[Quickfix-developers] RFC: transaction, speed upgrades

SourceForge Headquarters 225 Broadway Suite 1600 San Diego, CA 92101 +1 (858) 422-6466

Hello,

I am making some changes to QuickFIX and would like feedback on the 
plans.  I'm not sure how best to get the changes into the source tree 
but that is my goal since I think they'll be generally useful and I'd 
like to not patch future versions...  :-)  I'm hoping to get some 
consensus on the work to be done so that my chances of getting the 
changes incorporated are greater... and to benefit from the combined 
wisdom of the group.  I am relatively new to QuickFIX so please bear 
with me!  I would need a volunteer to get the Java wrappers done since 
we are C++ only...

First: I'd like to modify MySQLStore such that it uses the "prepared 
statements" in version 4.1.1+.  I'm hoping for a significant 
performance improvement.

Second: I'd like to provide the option to store the received messages 
in the 'messages' table in case the developer needs to look at those 
messages for some other reason.  This would be less error prone than 
remembering to manually persist received messages.  For reasons that 
will become clear soon, this would happen at dequeue from the 
ThreadedSocket* objects.

The third proposal needs some motivation:

In some applications the validity of sending a FIX message depends on 
the success of sending another FIX message.  It would therefore be nice 
to have an atomic unit of work that involves the processing and sending 
of an arbitrary number of messages.  One simple example: the developer 
wants to send an execution report AND a drop copy somewhere else.  If 
the execution report doesn't happen then the drop copy should not 
either (and vice versa).

Proposed solution (using MySQL 4.1.1+ with BDB or InnoDB tables):

a) Add begin() and commit() methods to MySQLStore (and perhaps nil 
versions in MessageStore) which returns handle(s) useful for performing 
other MySQL statements in the same transaction.  The generalized 
transaction looks like this:

	begin transaction
	receive message from queue, persisting changes to next incoming seqnum 
(can't take place in socket reader thread-- does it now?)
	business logic resulting in message send(s) and potentially in other 
persistence within the same transaction
	commit transaction

The problem here is that we cannot actually send messages unless we get 
past commit-- otherwise we might advertise something that didn't 
actually happen!  More on this follows... Also, the user manually calls 
begin() and commit() if the enclosed send(s) and other persistence are 
not in response to a received message.

b) static Utility::socket_send() is re-implemented to place bytes on a 
send queue instead of actually sending on the socket-- and there is 
YAWT (yet another worker thread) draining this queue onto the socket.  
There are two reasons for this-- first, bandwidth utilization may 
increase if business logic can run concurrently (our in-house engine 
has this).  Second, this provides a mechanism for stalling the actual 
send until post-commit (more in the next point).  If the worker thread 
encounters a write error then the queue is marked bad/emptied and 
socket_send() returns the error encountered by the write instead of 
performing the next enqueue.  The enqueued messages are lost but will 
be resent at next session startup (gap fill).  BTW, I am aware that 
socket_send() is static-- the socket handle is used with a global map 
to obtain the queue associated with the socket.  Hmmm... since there is 
really no reason to do this with the non-threaded incarnation of 
QuickFIX perhaps the right place for this is a re-implementation of 
ThreadedSocketConnection::send().

c) when beginning the transaction, a barrier is placed on the write 
queues of each active session (whether connected or not).  The barrier 
means "don't send past this point, wait here".  All such barriers are 
removed just after the transaction is committed.  This delays the send 
of each message generated from within the transaction until after the 
message and seqnum increment have been persisted -- a guarantee that 
they are available for servicing future resend requests.

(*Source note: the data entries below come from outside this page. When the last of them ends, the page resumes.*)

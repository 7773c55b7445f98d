use std::time::Duration;

use crate::actors::order_list::ControllerSettings;
use crate::domain::order::{FilterDefaults, PageSize};

#[derive(Debug, thiserror::Error)]
pub enum ConfigError {
    #[error("{var} must be {expected}, got {value:?}")]
    Invalid {
        var: &'static str,
        expected: &'static str,
        value: String,
    },
}

/// Console configuration loaded from environment variables.
///
/// | Env Var                           | Default                |
/// |-----------------------------------|------------------------|
/// | `CONSOLE_SEARCH_DEBOUNCE_MS`      | `800`                  |
/// | `CONSOLE_DEFAULT_PAGE_SIZE`       | `20`                   |
/// | `CONSOLE_LOOKBACK_MONTHS`         | `3`                    |
/// | `ORDER_SERVICE_URL`               | unset (in-memory)      |
/// | `ORDER_SERVICE_TIMEOUT_SECS`      | `30`                   |
/// | `CONSOLE_METRICS_PORT`            | unset (disabled)       |
/// | `CONSOLE_DEFAULT_FAILURE_MESSAGE` | `Something went wrong` |
#[derive(Debug, Clone)]
pub struct ConsoleConfig {
    pub search_debounce: Duration,
    pub default_page_size: PageSize,
    pub lookback_months: u32,
    /// Base URL of the order REST API. `None` runs against sample data.
    pub order_service_url: Option<String>,
    pub order_service_timeout: Duration,
    pub metrics_port: Option<u16>,
    pub default_failure_message: String,
}

impl ConsoleConfig {
    pub fn from_env() -> Result<Self, ConfigError> {
        Self::from_lookup(|var| std::env::var(var).ok())
    }

    /// Build from any variable source. Blank values count as unset.
    pub fn from_lookup<F>(lookup: F) -> Result<Self, ConfigError>
    where
        F: Fn(&str) -> Option<String>,
    {
        let get = |var: &str| lookup(var).map(|v| v.trim().to_string()).filter(|v| !v.is_empty());

        let debounce_ms: u64 = parse(&get, "CONSOLE_SEARCH_DEBOUNCE_MS", "a number of milliseconds")?.unwrap_or(800);

        let page_size = parse::<u32, _>(&get, "CONSOLE_DEFAULT_PAGE_SIZE", "one of 10, 20, 30, 50, 100")?
            .map(|raw| {
                PageSize::try_from(raw).map_err(|_| ConfigError::Invalid {
                    var: "CONSOLE_DEFAULT_PAGE_SIZE",
                    expected: "one of 10, 20, 30, 50, 100",
                    value: raw.to_string(),
                })
            })
            .transpose()?
            .unwrap_or_default();

        let lookback_months: u32 = parse(&get, "CONSOLE_LOOKBACK_MONTHS", "a number of months")?.unwrap_or(3);
        let timeout_secs: u64 = parse(&get, "ORDER_SERVICE_TIMEOUT_SECS", "a number of seconds")?.unwrap_or(30);
        let metrics_port: Option<u16> = parse(&get, "CONSOLE_METRICS_PORT", "a valid port")?;

        let order_service_url = match get("ORDER_SERVICE_URL") {
            Some(url) if url.starts_with("http://") || url.starts_with("https://") => {
                Some(url.trim_end_matches('/').to_string())
            }
            Some(url) => {
                return Err(ConfigError::Invalid {
                    var: "ORDER_SERVICE_URL",
                    expected: "an http(s) URL",
                    value: url,
                })
            }
            None => None,
        };

        Ok(Self {
            search_debounce: Duration::from_millis(debounce_ms),
            default_page_size: page_size,
            lookback_months,
            order_service_url,
            order_service_timeout: Duration::from_secs(timeout_secs),
            metrics_port,
            default_failure_message: get("CONSOLE_DEFAULT_FAILURE_MESSAGE")
                .unwrap_or_else(|| "Something went wrong".to_string()),
        })
    }

    pub fn controller_settings(&self) -> ControllerSettings {
        ControllerSettings {
            search_debounce: self.search_debounce,
            filter_defaults: FilterDefaults {
                lookback_months: self.lookback_months,
                page_size: self.default_page_size,
            },
            default_failure_message: self.default_failure_message.clone(),
        }
    }
}

fn parse<T, G>(get: &G, var: &'static str, expected: &'static str) -> Result<Option<T>, ConfigError>
where
    T: std::str::FromStr,
    G: Fn(&str) -> Option<String>,
{
    get(var)
        .map(|value| {
            value
                .parse::<T>()
                .map_err(|_| ConfigError::Invalid { var, expected, value })
        })
        .transpose()
}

High performance, reliable routing-type applications stand to benefit 
the most from these changes.  If a process/server dies in the middle of 
a transaction then the incoming message being acted on is effectively 
"un-received" and any messages produced are not sent.  Of course 
changes would be made in such a way as to not impact current QuickFIX 
users.

It would be nice if "someone" wanted to do all of this for BDBStore 
(imaginary Berkeley DB transactional implementation of MessageStore) in 
the cases where MySQL is not practical-- like a desktop application.

Comments? Concerns?

Thanks,
John